TechDay had the chance to discuss the current threat landscape with Hultquist, who talks about the global impact of events such as Russia's invasion of Ukraine, rising tensions between China and Taiwan, and Killnet's recent attack on Japan's government websites.
He describes Killnet as an "ideologically-motivated collective of Russian people with degrees of expertise."
He notes that the incident serves as a "good reminder that these wars or geopolitical issues are rarely regional, especially when it comes to the cyber realm."
Speaking to Russia's broader impact in the area of cyber attacks, Hultquist says that the likes of Killnet don't need to be told when to act or what to do.
"They're already ideologically motivated, they're already composed, they're already standing by and ready for the situation," he says.
"They don't need to be told to do something, sort of like a guard dog.
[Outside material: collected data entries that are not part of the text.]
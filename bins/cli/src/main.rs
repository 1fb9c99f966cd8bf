//! Tally command-line tool.
//!
//! Usage:
//!   tally split <amount> <code> <parts>      - Split into equal parts
//!   tally allocate <amount> <code> <ratio>... - Allocate by integer ratios
//!   tally display <amount> <code>            - Format an amount
//!   tally sum <code> <amount>...             - Sum amounts of one currency
//!   tally json <amount> <code>               - Print the JSON encoding

use std::str::FromStr;

use anyhow::{Context, bail};
use rust_decimal::Decimal;
use tracing::{debug, info};
use tracing_subscriber::{layer::SubscriberExt, util::SubscriberInitExt};

use tally_core::{CurrencyRegistry, JsonCodec, Money, MoneyCodec, aggregate};
use tally_shared::TallyConfig;

const USAGE: &str = "usage: tally <split|allocate|display|sum|json> ...";

/// A parsed command line.
#[derive(Debug, PartialEq, Eq)]
enum Command {
    Split {
        amount: Decimal,
        code: String,
        parts: usize,
    },
    Allocate {
        amount: Decimal,
        code: String,
        ratios: Vec<i64>,
    },
    Display {
        amount: Decimal,
        code: String,
    },
    Sum {
        code: String,
        amounts: Vec<Decimal>,
    },
    Json {
        amount: Decimal,
        code: String,
    },
}

impl Command {
    fn parse(args: &[String]) -> anyhow::Result<Self> {
        let Some((name, rest)) = args.split_first() else {
            bail!(USAGE);
        };

        match (name.as_str(), rest) {
            ("split", [amount, code, parts]) => Ok(Self::Split {
                amount: parse_amount(amount)?,
                code: code.clone(),
                parts: parts
                    .parse()
                    .with_context(|| format!("invalid part count: {parts}"))?,
            }),
            ("allocate", [amount, code, ratios @ ..]) if !ratios.is_empty() => Ok(Self::Allocate {
                amount: parse_amount(amount)?,
                code: code.clone(),
                ratios: ratios
                    .iter()
                    .map(|r| r.parse().with_context(|| format!("invalid ratio: {r}")))
                    .collect::<anyhow::Result<_>>()?,
            }),
            ("display", [amount, code]) => Ok(Self::Display {
                amount: parse_amount(amount)?,
                code: code.clone(),
            }),
            ("sum", [code, amounts @ ..]) => Ok(Self::Sum {
                code: code.clone(),
                amounts: amounts
                    .iter()
                    .map(|a| parse_amount(a))
                    .collect::<anyhow::Result<_>>()?,
            }),
            ("json", [amount, code]) => Ok(Self::Json {
                amount: parse_amount(amount)?,
                code: code.clone(),
            }),
            _ => bail!(USAGE),
        }
    }

    /// Runs the command and returns the lines to print.
    fn run(&self, registry: &CurrencyRegistry) -> anyhow::Result<Vec<String>> {
        let lines = match self {
            Self::Split { amount, code, parts } => {
                let parties = registry.money(*amount, code).split(*parts)?;
                parties.iter().map(Money::display).collect()
            }
            Self::Allocate {
                amount,
                code,
                ratios,
            } => {
                let parties = registry.money(*amount, code).allocate(ratios)?;
                parties.iter().map(Money::display).collect()
            }
            Self::Display { amount, code } => vec![registry.money(*amount, code).display()],
            Self::Sum { code, amounts } => {
                let values: Vec<Money> = amounts.iter().map(|a| registry.money(*a, code)).collect();
                let total = aggregate::sum(&values)?;
                if total.is_empty() {
                    vec![Money::zero(registry.resolve(code)).display()]
                } else {
                    vec![total.display()]
                }
            }
            Self::Json { amount, code } => vec![JsonCodec.encode(&registry.money(*amount, code))?],
        };
        Ok(lines)
    }
}

fn parse_amount(text: &str) -> anyhow::Result<Decimal> {
    Decimal::from_str(text)
        .or_else(|_| Decimal::from_scientific(text))
        .with_context(|| format!("invalid amount: {text}"))
}

fn main() -> anyhow::Result<()> {
    // Load environment variables from .env file
    dotenvy::dotenv().ok();

    let config = TallyConfig::load().context("Failed to load configuration")?;

    // Initialize tracing; RUST_LOG wins over the configured filter
    let subscriber = tracing_subscriber::registry().with(
        tracing_subscriber::EnvFilter::try_from_default_env()
            .unwrap_or_else(|_| config.logging.filter.as_str().into()),
    );
    let fmt_layer = tracing_subscriber::fmt::layer().with_writer(std::io::stderr);
    if config.logging.json {
        subscriber.with(fmt_layer.json()).init();
    } else {
        subscriber.with(fmt_layer).init();
    }

    let registry = CurrencyRegistry::from_config(&config.registry)?;
    info!(currencies = registry.len(), "Currency registry ready");

    let args: Vec<String> = std::env::args().skip(1).collect();
    let command = Command::parse(&args)?;
    debug!(?command, "Running command");

    for line in command.run(&registry)? {
        println!("{line}");
    }

    Ok(())
}
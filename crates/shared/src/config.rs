//! Application configuration management.

use serde::Deserialize;

/// Application configuration.
#[derive(Debug, Clone, Default, Deserialize)]
pub struct TallyConfig {
    /// Currency registry configuration.
    #[serde(default)]
    pub registry: RegistryConfig,
    /// Logging configuration.
    #[serde(default)]
    pub logging: LoggingConfig,
}

/// Currency registry configuration.
#[derive(Debug, Clone, Deserialize)]
pub struct RegistryConfig {
    /// Fraction digits given to codes that are not registered.
    #[serde(default = "default_unknown_fraction")]
    pub unknown_fraction: u32,
    /// Whether to seed the built-in ISO 4217 table.
    #[serde(default = "default_seed_iso")]
    pub seed_iso: bool,
    /// Extra currencies, registered after the ISO table.
    #[serde(default)]
    pub currencies: Vec<CurrencyConfig>,
}

impl Default for RegistryConfig {
    fn default() -> Self {
        Self {
            unknown_fraction: default_unknown_fraction(),
            seed_iso: default_seed_iso(),
            currencies: Vec::new(),
        }
    }
}

fn default_unknown_fraction() -> u32 {
    2
}

fn default_seed_iso() -> bool {
    true
}

/// A currency declared in configuration.
#[derive(Debug, Clone, Deserialize)]
pub struct CurrencyConfig {
    /// Currency code; normalized to uppercase on registration.
    pub code: String,
    /// Number of minor-unit digits.
    pub fraction: u32,
    /// Symbol substituted for `$` in the template.
    #[serde(default)]
    pub grapheme: String,
    /// Display template, e.g. `$1` or `1 $`.
    #[serde(default = "default_template")]
    pub template: String,
    /// Decimal separator.
    #[serde(default = "default_decimal")]
    pub decimal: String,
    /// Thousands separator.
    #[serde(default = "default_thousand")]
    pub thousand: String,
}

fn default_template() -> String {
    "$1".to_string()
}

fn default_decimal() -> String {
    ".".to_string()
}

fn default_thousand() -> String {
    ",".to_string()
}

/// Logging configuration.
#[derive(Debug, Clone, Deserialize)]
pub struct LoggingConfig {
    /// `tracing` filter directive used when `RUST_LOG` is unset.
    #[serde(default = "default_filter")]
    pub filter: String,
    /// Emit JSON lines instead of human-readable output.
    #[serde(default)]
    pub json: bool,
}

impl Default for LoggingConfig {
    fn default() -> Self {
        Self {
            filter: default_filter(),
            json: false,
        }
    }
}

fn default_filter() -> String {
    "tally=info".to_string()
}

impl TallyConfig {
    /// Loads configuration from environment and config files.
    ///
    /// # Errors
    ///
    /// Returns an error if configuration cannot be loaded.
    pub fn load() -> Result<Self, config::ConfigError> {
        let run_mode = std::env::var("RUN_MODE").unwrap_or_else(|_| "development".to_string());

        let config = config::Config::builder()
            .add_source(config::File::with_name("config/default").required(false))
            .add_source(config::File::with_name(&format!("config/{run_mode}")).required(false))
            .add_source(config::Environment::with_prefix("TALLY").separator("__"))
            .build()?;

        config.try_deserialize()
    }
}

#[cfg(test)]
mod tests {
    use super::*;

    #[test]
    fn test_defaults() {
        let config = TallyConfig::default();
        assert_eq!(config.registry.unknown_fraction, 2);
        assert!(config.registry.seed_iso);
        assert!(config.registry.currencies.is_empty());
        assert_eq!(config.logging.filter, "tally=info");
        assert!(!config.logging.json);
    }

    #[test]
    fn test_load_without_sources_uses_defaults() {
        temp_env::with_vars_unset(
            [
                "TALLY__REGISTRY__UNKNOWN_FRACTION",
                "TALLY__REGISTRY__SEED_ISO",
                "TALLY__LOGGING__FILTER",
                "TALLY__LOGGING__JSON",
            ],
            || {
                let config = TallyConfig::load().unwrap();
                assert_eq!(config.registry.unknown_fraction, 2);
                assert!(config.registry.seed_iso);
                assert_eq!(config.logging.filter, "tally=info");
            },
        );
    }

    #[test]
    fn test_load_from_environment() {
        temp_env::with_vars(
            [
                ("TALLY__REGISTRY__UNKNOWN_FRACTION", Some("3")),
                ("TALLY__REGISTRY__SEED_ISO", Some("false")),
                ("TALLY__LOGGING__FILTER", Some("tally=debug")),
                ("TALLY__LOGGING__JSON", Some("true")),
            ],
            || {
                let config = TallyConfig::load().unwrap();
                assert_eq!(config.registry.unknown_fraction, 3);
                assert!(!config.registry.seed_iso);
                assert_eq!(config.logging.filter, "tally=debug");
                assert!(config.logging.json);
            },
        );
    }

    #[test]
    fn test_currency_config_defaults() {
        let parsed: CurrencyConfig = config::Config::builder()
            .set_override("code", "mock")
            .unwrap()
            .set_override("fraction", 5)
            .unwrap()
            .build()
            .unwrap()
            .try_deserialize()
            .unwrap();

        assert_eq!(parsed.code, "mock");
        assert_eq!(parsed.fraction, 5);
        assert_eq!(parsed.grapheme, "");
        assert_eq!(parsed.template, "$1");
        assert_eq!(parsed.decimal, ".");
        assert_eq!(parsed.thousand, ",");
    }
}
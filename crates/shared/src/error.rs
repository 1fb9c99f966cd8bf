//! Money error types.

use thiserror::Error;

/// Result type alias using `MoneyError`.
pub type MoneyResult<T> = Result<T, MoneyError>;

/// Errors produced by money construction, arithmetic, and encoding.
#[derive(Debug, Clone, PartialEq, Eq, Error)]
pub enum MoneyError {
    /// Two values with different currency codes were compared or combined.
    #[error("currencies don't match: {left} vs {right}")]
    CurrencyMismatch {
        /// Currency code of the receiver.
        left: String,
        /// Currency code of the other operand.
        right: String,
    },

    /// Neither the receiver nor any operand carries a currency.
    #[error("no currency found")]
    NoCurrency,

    /// Caller passed an argument outside the operation's domain.
    #[error("invalid argument: {0}")]
    InvalidArgument(String),

    /// Division by an exact zero.
    #[error("division by zero")]
    DivisionByZero,

    /// Result does not fit the decimal range.
    #[error("decimal overflow")]
    Overflow,

    /// Numeric input could not be converted to an exact decimal.
    #[error("cannot convert {0} to a decimal amount")]
    Conversion(String),

    /// External representation is malformed.
    #[error("invalid money representation: {0}")]
    Decode(String),

    /// Value could not be written to an external representation.
    #[error("cannot encode money: {0}")]
    Encode(String),
}

impl MoneyError {
    /// Builds a mismatch error from two currency codes.
    #[must_use]
    pub fn mismatch(left: &str, right: &str) -> Self {
        Self::CurrencyMismatch {
            left: left.to_string(),
            right: right.to_string(),
        }
    }

    /// Returns the stable error code.
    #[must_use]
    pub const fn error_code(&self) -> &'static str {
        match self {
            Self::CurrencyMismatch { .. } => "CURRENCY_MISMATCH",
            Self::NoCurrency => "NO_CURRENCY",
            Self::InvalidArgument(_) => "INVALID_ARGUMENT",
            Self::DivisionByZero => "DIVISION_BY_ZERO",
            Self::Overflow => "OVERFLOW",
            Self::Conversion(_) => "CONVERSION_ERROR",
            Self::Decode(_) => "DECODE_ERROR",
            Self::Encode(_) => "ENCODE_ERROR",
        }
    }

    /// Returns true when the error reflects a bug in the calling code
    /// rather than bad data.
    #[must_use]
    pub const fn is_programmer_error(&self) -> bool {
        matches!(self, Self::InvalidArgument(_))
    }
}
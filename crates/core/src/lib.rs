//! Core money engine for Tally.
//!
//! This crate contains pure money logic with ZERO file, network, or async
//! dependencies. Amounts are exact decimals bound to a currency descriptor.
//!
//! # Modules
//!
//! - `calculator` - Decimal arithmetic primitives
//! - `currency` - Currency registry, ISO table and display formatting
//! - `money` - The `Money` value type
//! - `distribution` - Zero-leak split and ratio allocation
//! - `aggregate` - Sum, average, min, max, sort and median
//! - `codec` - JSON encoding and decoding

pub mod aggregate;
pub mod calculator;
pub mod codec;
pub mod currency;
pub mod distribution;
pub mod money;

#[cfg(test)]
mod distribution_props;

pub use calculator::Calculator;
pub use codec::{JsonCodec, MoneyCodec};
pub use currency::{AmountFormatter, CurrencyRegistry, TemplateFormatter};
pub use distribution::Distribution;
pub use money::Money;
pub use tally_shared::types::{Currency, DisplayTemplate, Numeric};
pub use tally_shared::{MoneyError, MoneyResult};
//! # Shell Host Runtime
//!
//! This crate provides the host that runs a shell session.
//!
//! ## Philosophy
//!
//! - **Host owns I/O**: The session never prints; the host renders its lines
//! - **Scripted mode is first-class**: For tests and demos
//! - **No terminal emulation**: Lines in, lines out
//!
//! ## Responsibilities
//!
//! The host runtime:
//! - Builds a session from typed settings
//! - Reads commands from an input stream or from a script
//! - Writes every output line the session produces
//! - Stops on end of input, `exit` or `quit`

pub mod input_script;
pub mod runtime;

pub use input_script::{CommandScript, CommandScriptError};
pub use runtime::{HostMode, HostRuntime, HostRuntimeConfig, HostRuntimeError};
You don't have to be home for the guard dog to bite somebody."
"I also think that it's a good example [of how we should] frame our thinking with other conflicts, particularly with the situation in Taiwan.
"If that situation comes to an even greater head than it recently did soon or anytime in the future, I think we're going to have to take a lot of those lessons learned from Ukraine and apply them there."
Further, speaking to Russia's tactics, Hultquist acknowledges that the country's ramping up of troops, resources, and strategic alliances signals a new phase for its war effort.
"Russia is not backing down, they appear to be doubling down," he says.
"Within that paradigm, I think that it's very likely that cyber attacks in Ukraine [will] continue and escalate. And there's a very good, strong possibility that these attacks [will] escalate outside of Ukraine."
Hultquist continues, "I've heard people compare cybersecurity to safety. And there are a ton of good lessons we can take from the business of safety. But there's a big difference between cybersecurity and safety.
"In safety, they are fighting the immutable laws of physics, which will never, ever change. And in cybersecurity, we are fighting an adversary who is thinking and smart and consistently trying to outsmart all the protections that we put in place.
"So the unfortunate reality in the security business [is that] we have to be consistently changing the adversary. That means any security posture that is not designed around adversary knowledge simply will not [work].
"Making any investment in this space without understanding the adversary is an investment that is already depreciating quickly."